Rishi Sunak says 7.5 million workers are using initiative
The government is extending its furlough scheme until the end of October, the chancellor has said.
Rishi Sunak made the announcement in the House of Commons this afternoon and in a series of tweets. He said the initiative, which sees the government pay 80% of people’s wages up to £2,500 a month, would have been up and running for eight months by November.
The scheme, which Sunak said is helping pay the salaries of 7.5 million workers, up from 6.3 million last week, was originally due to have finished at the end of this month and was later extended until June 30.
But Sunak said: “Until the end of July, there will be no changes to the scheme whatsoever.
“From August to October the scheme will continue, for all sectors and regions of the UK, but with greater flexibility to support the transition back to work.
“Employers currently using the scheme will be able to bring furloughed employees back part-time.
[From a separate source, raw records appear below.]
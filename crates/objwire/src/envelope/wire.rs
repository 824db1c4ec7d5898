// SPDX-License-Identifier: Apache-2.0 OR MIT
// Copyright (c) 2025-2026 naskel.com

//! Lossless conversion between envelopes and JSON wire text.
//!
//! Schema-directed in both directions: tags select the node kind, and
//! descriptor bodies are parsed by field name. Empty argument slots and
//! absent options are omitted on the wire so re-encoding a decoded tree
//! is textually stable.

use crate::envelope::{
    CallDescriptor, CallableReference, Envelope, InstanceEnvelope, LeafValue, SignatureRef,
    TypeReference, TAG_CALLABLE, TAG_INSTANCE, TAG_TYPE,
};
use crate::error::{CodecError, Result};
use serde_json::{json, Map, Number, Value as Json};
use std::collections::BTreeMap;

/// Serialize an envelope tree to wire text.
pub fn to_text(envelope: &Envelope) -> Result<String> {
    Ok(serde_json::to_string(&to_wire(envelope))?)
}

/// Parse wire text into an envelope tree.
pub fn from_text(text: &str) -> Result<Envelope> {
    let json: Json = serde_json::from_str(text)?;
    from_wire(&json)
}

// ---------------------------------------------------------------------------
// Envelope -> JSON
// ---------------------------------------------------------------------------

/// Convert an envelope tree to its JSON form.
pub fn to_wire(envelope: &Envelope) -> Json {
    match envelope {
        Envelope::Leaf(leaf) => leaf_to_wire(leaf),
        Envelope::TypeRef(t) => tagged(TAG_TYPE, type_ref_body(t)),
        Envelope::CallableRef(c) => tagged(TAG_CALLABLE, callable_body(c)),
        Envelope::Instance(i) => tagged(TAG_INSTANCE, instance_body(i)),
        Envelope::Unknown(map) => Json::Object(map.clone()),
    }
}

/// Single-key tagged object.
fn tagged(tag: &str, body: Json) -> Json {
    let mut map = Map::new();
    map.insert(tag.to_owned(), body);
    Json::Object(map)
}

fn leaf_to_wire(leaf: &LeafValue) -> Json {
    match leaf {
        LeafValue::Null => Json::Null,
        LeafValue::Bool(v) => Json::Bool(*v),
        LeafValue::Int(v) => Json::Number(Number::from(*v)),
        LeafValue::Str(v) => Json::String(v.clone()),
        LeafValue::Array(items) => Json::Array(items.iter().map(to_wire).collect()),
        LeafValue::Float(v) => match Number::from_f64(*v) {
            Some(n) => Json::Number(n),
            // JSON text has no NaN/Infinity tokens; lower to an explicit
            // factory envelope instead of failing.
            None => tagged(TAG_INSTANCE, instance_body(&nonfinite_float(*v))),
        },
    }
}

/// The factory envelope a non-finite float leaf is lowered to.
fn nonfinite_float(v: f64) -> InstanceEnvelope {
    let repr = if v.is_nan() {
        "nan"
    } else if v > 0.0 {
        "inf"
    } else {
        "-inf"
    };
    InstanceEnvelope::new("float", "builtins")
        .with_factory(CallDescriptor::new("builtins", "float").posonly(Envelope::str(repr)))
}

fn type_ref_body(t: &TypeReference) -> Json {
    let mut body = Map::new();
    body.insert("type_name".into(), Json::String(t.type_name.clone()));
    body.insert("type_module".into(), Json::String(t.type_module.clone()));
    if let Some(f) = &t.type_factory {
        body.insert("type_factory".into(), descriptor_body(f));
    }
    Json::Object(body)
}

fn callable_body(c: &CallableReference) -> Json {
    let mut body = Map::new();
    body.insert("name".into(), Json::String(c.name.clone()));
    body.insert("module".into(), Json::String(c.module.clone()));
    if let Some(owner) = &c.owner {
        body.insert("owner".into(), tagged(TAG_TYPE, type_ref_body(owner)));
    }
    Json::Object(body)
}

fn instance_body(i: &InstanceEnvelope) -> Json {
    let mut body = Map::new();
    body.insert("instance_type".into(), Json::String(i.instance_type.clone()));
    body.insert(
        "instance_module".into(),
        Json::String(i.instance_module.clone()),
    );
    if let Some(f) = &i.type_factory {
        body.insert("type_factory".into(), descriptor_body(f));
    }
    if let Some(f) = &i.factory {
        body.insert("factory".into(), descriptor_body(f));
    }
    if let Some(s) = &i.subtype {
        body.insert("subtype".into(), Json::String(s.clone()));
    }
    if let Some(d) = &i.dtype {
        body.insert("dtype".into(), to_wire(d));
    }
    if let Some(v) = &i.value {
        body.insert("value".into(), to_wire(v));
    }
    Json::Object(body)
}

fn descriptor_body(d: &CallDescriptor) -> Json {
    let mut body = Map::new();
    body.insert(
        "signature".into(),
        json!({ "name": d.signature.name, "module": d.signature.module }),
    );
    if !d.posonly.is_empty() {
        body.insert(
            "posonly".into(),
            Json::Array(d.posonly.iter().map(to_wire).collect()),
        );
    }
    if !d.named.is_empty() {
        body.insert("named".into(), envelope_map(&d.named));
    }
    if !d.varpos.is_empty() {
        body.insert(
            "varpos".into(),
            Json::Array(d.varpos.iter().map(to_wire).collect()),
        );
    }
    if !d.kwonly.is_empty() {
        body.insert("kwonly".into(), envelope_map(&d.kwonly));
    }
    if !d.varkw.is_empty() {
        body.insert("varkw".into(), envelope_map(&d.varkw));
    }
    Json::Object(body)
}

fn envelope_map(map: &BTreeMap<String, Envelope>) -> Json {
    Json::Object(
        map.iter()
            .map(|(k, v)| (k.clone(), to_wire(v)))
            .collect(),
    )
}

// ---------------------------------------------------------------------------
// JSON -> Envelope
// ---------------------------------------------------------------------------

/// Convert a JSON node to an envelope.
///
/// Object nodes whose single key is a recognized tag become typed
/// envelopes and fail with [`CodecError::Schema`] when their body is
/// malformed; any other object node is preserved verbatim as
/// [`Envelope::Unknown`].
pub fn from_wire(json: &Json) -> Result<Envelope> {
    match json {
        Json::Null => Ok(Envelope::null()),
        Json::Bool(v) => Ok(Envelope::bool(*v)),
        Json::String(v) => Ok(Envelope::str(v.clone())),
        Json::Number(n) => Ok(number_leaf(n)),
        Json::Array(items) => {
            let parsed: Result<Vec<Envelope>> = items.iter().map(from_wire).collect();
            Ok(Envelope::array(parsed?))
        }
        Json::Object(map) => from_object(map),
    }
}

fn number_leaf(n: &Number) -> Envelope {
    if let Some(i) = n.as_i64() {
        Envelope::int(i)
    } else {
        Envelope::float(n.as_f64().unwrap_or(f64::MAX))
    }
}

fn from_object(map: &Map<String, Json>) -> Result<Envelope> {
    if map.len() != 1 {
        return Ok(Envelope::Unknown(map.clone()));
    }
    let (tag, body) = match map.iter().next() {
        Some(entry) => entry,
        None => return Ok(Envelope::Unknown(map.clone())),
    };
    match tag.as_str() {
        TAG_TYPE => Ok(Envelope::TypeRef(parse_type_ref(body)?)),
        TAG_CALLABLE => Ok(Envelope::CallableRef(parse_callable(body)?)),
        TAG_INSTANCE => Ok(Envelope::Instance(Box::new(parse_instance(body)?))),
        _ => Ok(Envelope::Unknown(map.clone())),
    }
}

fn body_object<'a>(tag: &str, body: &'a Json) -> Result<&'a Map<String, Json>> {
    body.as_object()
        .ok_or_else(|| CodecError::Schema(format!("{} body is not an object", tag)))
}

fn required_str(tag: &str, body: &Map<String, Json>, key: &str) -> Result<String> {
    body.get(key)
        .and_then(Json::as_str)
        .map(str::to_owned)
        .ok_or_else(|| CodecError::Schema(format!("{} node missing '{}'", tag, key)))
}

fn parse_type_ref(body: &Json) -> Result<TypeReference> {
    let body = body_object(TAG_TYPE, body)?;
    Ok(TypeReference {
        type_name: required_str(TAG_TYPE, body, "type_name")?,
        type_module: required_str(TAG_TYPE, body, "type_module")?,
        type_factory: match body.get("type_factory") {
            Some(d) => Some(parse_descriptor(d)?),
            None => None,
        },
    })
}

fn parse_callable(body: &Json) -> Result<CallableReference> {
    let body = body_object(TAG_CALLABLE, body)?;
    let owner = match body.get("owner") {
        Some(node) => match from_wire(node)? {
            Envelope::TypeRef(t) => Some(t),
            _ => {
                return Err(CodecError::Schema(
                    "callable owner is not a type reference".into(),
                ))
            }
        },
        None => None,
    };
    Ok(CallableReference {
        name: required_str(TAG_CALLABLE, body, "name")?,
        module: required_str(TAG_CALLABLE, body, "module")?,
        owner,
    })
}

fn parse_instance(body: &Json) -> Result<InstanceEnvelope> {
    let body = body_object(TAG_INSTANCE, body)?;
    Ok(InstanceEnvelope {
        instance_type: required_str(TAG_INSTANCE, body, "instance_type")?,
        instance_module: required_str(TAG_INSTANCE, body, "instance_module")?,
        type_factory: match body.get("type_factory") {
            Some(d) => Some(parse_descriptor(d)?),
            None => None,
        },
        factory: match body.get("factory") {
            Some(d) => Some(parse_descriptor(d)?),
            None => None,
        },
        subtype: match body.get("subtype") {
            Some(s) => Some(
                s.as_str()
                    .ok_or_else(|| CodecError::Schema("subtype is not a string".into()))?
                    .to_owned(),
            ),
            None => None,
        },
        dtype: match body.get("dtype") {
            Some(d) => Some(from_wire(d)?),
            None => None,
        },
        value: match body.get("value") {
            Some(v) => Some(from_wire(v)?),
            None => None,
        },
    })
}

fn parse_descriptor(json: &Json) -> Result<CallDescriptor> {
    let body = json
        .as_object()
        .ok_or_else(|| CodecError::Schema("call descriptor is not an object".into()))?;
    let signature = body
        .get("signature")
        .and_then(Json::as_object)
        .ok_or_else(|| CodecError::Schema("call descriptor missing 'signature'".into()))?;
    Ok(CallDescriptor {
        signature: SignatureRef {
            name: required_str("signature", signature, "name")?,
            module: required_str("signature", signature, "module")?,
        },
        posonly: parse_slot_list(body, "posonly")?,
        named: parse_slot_map(body, "named")?,
        varpos: parse_slot_list(body, "varpos")?,
        kwonly: parse_slot_map(body, "kwonly")?,
        varkw: parse_slot_map(body, "varkw")?,
    })
}

fn parse_slot_list(body: &Map<String, Json>, key: &str) -> Result<Vec<Envelope>> {
    match body.get(key) {
        None => Ok(Vec::new()),
        Some(Json::Array(items)) => items.iter().map(from_wire).collect(),
        Some(_) => Err(CodecError::Schema(format!("'{}' is not an array", key))),
    }
}

fn parse_slot_map(body: &Map<String, Json>, key: &str) -> Result<BTreeMap<String, Envelope>> {
    match body.get(key) {
        None => Ok(BTreeMap::new()),
        Some(Json::Object(map)) => map
            .iter()
            .map(|(k, v)| Ok((k.clone(), from_wire(v)?)))
            .collect(),
        Some(_) => Err(CodecError::Schema(format!("'{}' is not an object", key))),
    }
}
We will ask employers to start sharing, with the government, the costs of paying people’s salaries.”
He promised further details by the end of May but added: “I want to assure people one thing won’t change. Workers will, through the combined efforts of government and employers, continue to receive the same level of support as they do now, at 80% of their salary, up to £2,500.”
There was no mention of the self-employed who are still waiting to be able to access support announced for them in March, aside from this sentence: ”The scheme is just one part of the government’s world-leading economic response to coronavirus, including an unprecedented package for the self-employed, loans and guarantees that have so far provided billions of pounds in support, tax deferrals and grants for small businesses.”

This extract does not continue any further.